Although driving in India has always been dangerous, the roads are now becoming even deadlier. What must anger Indians is that the scenario has not changed for the past 15 years. Between 2000 and 2015, governments have registered 1,649,770 accidents and 1,039,372 fatalities. And over 50 lakh persons were injured, many handicapped and traumatised for life. Likewise, between 2005 and 2015, the total number of accidents have increased by 14.2 per cent, killings by 53.9 per cent and injuries by 7.5 per cent. With these figures, one can understand the scale of the crisis. Above all, the tragedy is about lives lost, about families disrupted, about careers broken up and about aspirations debilitated.

infrastructure2According to Shankkar Aiyar, the author of Accidental India: A History of the Nation’s Passage through Crisis and Change, “The approach of successive governments has been to dive into alibi alley. In August 2000, the Government of India was asked what is causing the rise in accidents. The reply was‘lack of traffic discipline on the part of drivers and  road users, phenomenal increase in the number of motor vehicles with no corresponding increase in road capacity, mixed traffic conditions, over-speeding, overloading, drunken driving, mechanical defect in vehicles, etc.’ The answer in 2014 read,‘road accidents are caused due to the complex interaction of a number of factors. These include driver’s fault, mechanical defects in the vehicles, fault of pedestrians, bad road, bad weather, increase in vehicular population, increase in population, heterogeneous traffic etc. It may not be possible to pinpoint any one reason for road accidents.”

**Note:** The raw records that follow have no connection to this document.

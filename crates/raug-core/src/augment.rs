//! Spatial augmentation facade.
//!
//! Ties the coordinate field generator and the warp filter together
//! behind one configured object: draw a random field for a patch, warp
//! data through it, and hand both back to the caller.

use burn::tensor::backend::Backend;
use burn::tensor::Tensor;
use rand::Rng;

use crate::config::SpatialAugmentConfig;
use crate::error::Result;
use crate::field::CoordinateFieldGenerator;
use crate::filter::WarpImageFilter;
use crate::interpolation::{
    InterpolationMode, LinearInterpolator, NearestNeighborInterpolator, PaddingMode,
};

/// Configured spatial augmenter.
///
/// Holds a validated config and a device; every call draws fresh
/// parameters from the caller-supplied RNG, so augmentation is
/// reproducible under a seeded generator.
///
/// # Examples
/// ```rust
/// use burn_ndarray::NdArray;
/// use burn::tensor::Tensor;
/// use rand::rngs::StdRng;
/// use rand::SeedableRng;
/// use raug_core::{SpatialAugmentConfig, SpatialAugmenter};
///
/// type Backend = NdArray<f32>;
///
/// let device = Default::default();
/// let augmenter =
///     SpatialAugmenter::<Backend>::new(SpatialAugmentConfig::default(), device).unwrap();
///
/// let mut rng = StdRng::seed_from_u64(42);
/// let volume = Tensor::<Backend, 4>::ones([1, 8, 8, 8], &Default::default());
/// let (warped, field) = augmenter.augment_3d(&volume, &mut rng).unwrap();
/// assert_eq!(warped.dims(), [1, 8, 8, 8]);
/// assert_eq!(field.dims(), [1, 3, 8, 8, 8]);
/// ```
#[derive(Debug)]
pub struct SpatialAugmenter<B: Backend> {
    generator: CoordinateFieldGenerator<B>,
    interpolation: InterpolationMode,
    padding: PaddingMode,
}

impl<B: Backend> SpatialAugmenter<B> {
    /// Create an augmenter with a validated config.
    pub fn new(config: SpatialAugmentConfig, device: B::Device) -> Result<Self> {
        let interpolation = config.interpolation;
        let padding = config.padding;
        let generator = CoordinateFieldGenerator::new(config, device)?;
        Ok(Self {
            generator,
            interpolation,
            padding,
        })
    }

    /// Get the underlying field generator.
    pub fn generator(&self) -> &CoordinateFieldGenerator<B> {
        &self.generator
    }

    /// Draw a random absolute coordinate field for a 3D patch.
    pub fn rand_field_3d(
        &self,
        patch: [usize; 3],
        rng: &mut impl Rng,
    ) -> Result<Tensor<B, 5>> {
        self.generator.generate_3d(patch, rng)
    }

    /// Draw a random absolute coordinate field for a 2D patch.
    pub fn rand_field_2d(
        &self,
        patch: [usize; 2],
        rng: &mut impl Rng,
    ) -> Result<Tensor<B, 4>> {
        self.generator.generate_2d(patch, rng)
    }

    /// Warp a 3D source `[C, D, H, W]` through an absolute field, using
    /// the configured interpolation and padding. The field may come from
    /// [`Self::rand_field_3d`] or any other producer of absolute
    /// coordinates.
    pub fn warp_3d(&self, source: &Tensor<B, 4>, field: &Tensor<B, 5>) -> Result<Tensor<B, 4>> {
        match self.interpolation {
            InterpolationMode::Linear => WarpImageFilter::<B, _>::new(LinearInterpolator::new())
                .with_padding(self.padding)
                .apply_3d(source, field),
            InterpolationMode::Nearest => {
                WarpImageFilter::<B, _>::new(NearestNeighborInterpolator::new())
                    .with_padding(self.padding)
                    .apply_3d(source, field)
            }
        }
    }

    /// Warp a 2D source `[C, H, W]` through an absolute field.
    pub fn warp_2d(&self, source: &Tensor<B, 3>, field: &Tensor<B, 4>) -> Result<Tensor<B, 3>> {
        match self.interpolation {
            InterpolationMode::Linear => WarpImageFilter::<B, _>::new(LinearInterpolator::new())
                .with_padding(self.padding)
                .apply_2d(source, field),
            InterpolationMode::Nearest => {
                WarpImageFilter::<B, _>::new(NearestNeighborInterpolator::new())
                    .with_padding(self.padding)
                    .apply_2d(source, field)
            }
        }
    }

    /// Draw a random field for the source's spatial shape and warp the
    /// source through it. Returns the warped tensor together with the
    /// field, so the same perturbation can be re-applied (e.g. to a
    /// paired label map with nearest interpolation).
    pub fn augment_3d(
        &self,
        source: &Tensor<B, 4>,
        rng: &mut impl Rng,
    ) -> Result<(Tensor<B, 4>, Tensor<B, 5>)> {
        let [_, d, h, w] = source.dims();
        let field = self.rand_field_3d([d, h, w], rng)?;
        let warped = self.warp_3d(source, &field)?;
        Ok((warped, field))
    }

    /// Draw a random field for the source's spatial shape and warp the
    /// source through it (2D).
    pub fn augment_2d(
        &self,
        source: &Tensor<B, 3>,
        rng: &mut impl Rng,
    ) -> Result<(Tensor<B, 3>, Tensor<B, 4>)> {
        let [_, h, w] = source.dims();
        let field = self.rand_field_2d([h, w], rng)?;
        let warped = self.warp_2d(source, &field)?;
        Ok((warped, field))
    }
}
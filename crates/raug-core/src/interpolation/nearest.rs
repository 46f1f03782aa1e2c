//! Nearest neighbor interpolation implementation.
//!
//! This module provides nearest neighbor interpolation for 2D and 3D
//! data, used to warp label maps and other data that must not blend.

use burn::tensor::backend::Backend;
use burn::tensor::Tensor;

use super::trait_::{fold_reflect, in_range_mask, Interpolator, PaddingMode};

/// Nearest Neighbor Interpolator.
///
/// Rounds to the nearest integer coordinate. Under `PaddingMode::Zeros`
/// a rounded coordinate outside the valid range yields zero.
#[derive(Debug, Clone, Copy, Default)]
pub struct NearestNeighborInterpolator;

impl NearestNeighborInterpolator {
    /// Create a new nearest neighbor interpolator.
    pub fn new() -> Self {
        Self
    }
}

impl<B: Backend> Interpolator<B> for NearestNeighborInterpolator {
    fn interpolate<const D: usize>(
        &self,
        data: &Tensor<B, D>,
        indices: Tensor<B, 2>,
        padding: PaddingMode,
    ) -> Tensor<B, 1> {
        match D {
            3 => self.interpolate_3d(data, indices, padding),
            2 => self.interpolate_2d(data, indices, padding),
            _ => panic!("NearestNeighborInterpolator only supports 2D and 3D tensors"),
        }
    }
}

impl NearestNeighborInterpolator {
    fn interpolate_3d<B: Backend, const D: usize>(
        &self,
        data: &Tensor<B, D>,
        indices: Tensor<B, 2>,
        padding: PaddingMode,
    ) -> Tensor<B, 1> {
        let shape = data.shape();
        let d0 = shape.dims[0]; // Z
        let d1 = shape.dims[1]; // Y
        let d2 = shape.dims[2]; // X

        // indices: [Batch, 3] -> (x, y, z)
        let x = indices.clone().narrow(1, 0, 1).squeeze::<1>(1);
        let y = indices.clone().narrow(1, 1, 1).squeeze::<1>(1);
        let z = indices.narrow(1, 2, 1).squeeze::<1>(1);

        let (x, y, z) = match padding {
            PaddingMode::Reflection => (
                fold_reflect(x, d2),
                fold_reflect(y, d1),
                fold_reflect(z, d0),
            ),
            _ => (x, y, z),
        };

        // Round to nearest integer coordinate
        let xr = x.round();
        let yr = y.round();
        let zr = z.round();

        let x_i = xr.clone().clamp(0.0, (d2 - 1) as f64).int();
        let y_i = yr.clone().clamp(0.0, (d1 - 1) as f64).int();
        let z_i = zr.clone().clamp(0.0, (d0 - 1) as f64).int();

        // Strides for [Z, Y, X]
        let stride_z = (d1 * d2) as i32;
        let stride_y = d2 as i32;

        let idx = z_i * stride_z + y_i * stride_y + x_i;
        let flat_data = data.clone().reshape([d0 * d1 * d2]);
        let values = flat_data.gather(0, idx);

        match padding {
            PaddingMode::Zeros => {
                let mask = in_range_mask(&xr, d2) * in_range_mask(&yr, d1)
                    * in_range_mask(&zr, d0);
                values * mask
            }
            _ => values,
        }
    }

    fn interpolate_2d<B: Backend, const D: usize>(
        &self,
        data: &Tensor<B, D>,
        indices: Tensor<B, 2>,
        padding: PaddingMode,
    ) -> Tensor<B, 1> {
        let shape = data.shape();
        let d0 = shape.dims[0]; // Y
        let d1 = shape.dims[1]; // X

        // indices: [Batch, 2] -> (x, y)
        let x = indices.clone().narrow(1, 0, 1).squeeze::<1>(1);
        let y = indices.narrow(1, 1, 1).squeeze::<1>(1);

        let (x, y) = match padding {
            PaddingMode::Reflection => (fold_reflect(x, d1), fold_reflect(y, d0)),
            _ => (x, y),
        };

        let xr = x.round();
        let yr = y.round();

        let x_i = xr.clone().clamp(0.0, (d1 - 1) as f64).int();
        let y_i = yr.clone().clamp(0.0, (d0 - 1) as f64).int();

        let stride_y = d1 as i32;

        let idx = y_i * stride_y + x_i;
        let flat_data = data.clone().reshape([d0 * d1]);
        let values = flat_data.gather(0, idx);

        match padding {
            PaddingMode::Zeros => {
                let mask = in_range_mask(&xr, d1) * in_range_mask(&yr, d0);
                values * mask
            }
            _ => values,
        }
    }
}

There is anabundant of indicators that suggests the system is failing over and over again. “Over 77.1 per cent of total road accidents during 2015 were caused  by drivers’ faults—quite obviously the licensing process is flawed. In a country where most cities can boast of less than 20km/per hour travel, speed is a major killer—64,633 out of 106,021 deaths in 2015 were caused by speeding—a reflection of poor policing and inadequate use of technology. Every second accident or about 49 per cent of the total mishaps of 2015 took place at junctions—without doubt populism and politics have led to flawed design, and poor facilitation has made pedestrians and travellers vulnerable,” Aiyar analysed in a leading newspaper. It’s high time the system must examine these  indicators and look into pressing issues that come into play with the changing time, such as the irresponsibility of parents — every year, nearly 20,000 accidents are caused by drivers/riders who are minors.There is also the timing factor — bulk of the accidents happen between 3pm and 9pm, raising questions about lighting and traffic management in cities.

The primary gap lies in the current legislative framework that governs road safety in India. A nation that witnesses deaths daily due to holes on its roads needs to take some hard and urgent decisions. According to Saji Cherian, director, operations, Save LIFE Foundation, bringing in an effective law is the key. “The only way to end this epidemic is to ensure strengthening of the existing legislation so that it protects all classes of road users. We appreciate that the government is deliberating amendments to the Motor Vehicles Act, 1988, and we hope it will receive crossparty  support in the Parliament.” Ranbir Talwar, Executive Director, Indian Head Injury Foundation also emphasises on the need for a stronger law. “India accounts for 10 per cent of global deaths due to road accidents. The existing Motor Vehicles Act, 1988, has been unable to address four of the five risk factors specified by the World Health Organisation,” he feels.

Nitin Gadkari, the Union Road and Transport Minister, recently reiterated India’s resolve and commitment as a signatory to the Brasilia Declaration, to reduce the number of road accidents and fatalities by 50 per cent by 2020. He dwelt at length on the various measures being taken in this direction, including steps like rectifying black spots, incorporating engineering solutions at the design stage, safety standards for automobiles, proper trauma care and generating public awareness. Hope it translates into reality as soon as possible and road safety becomes a national mantra.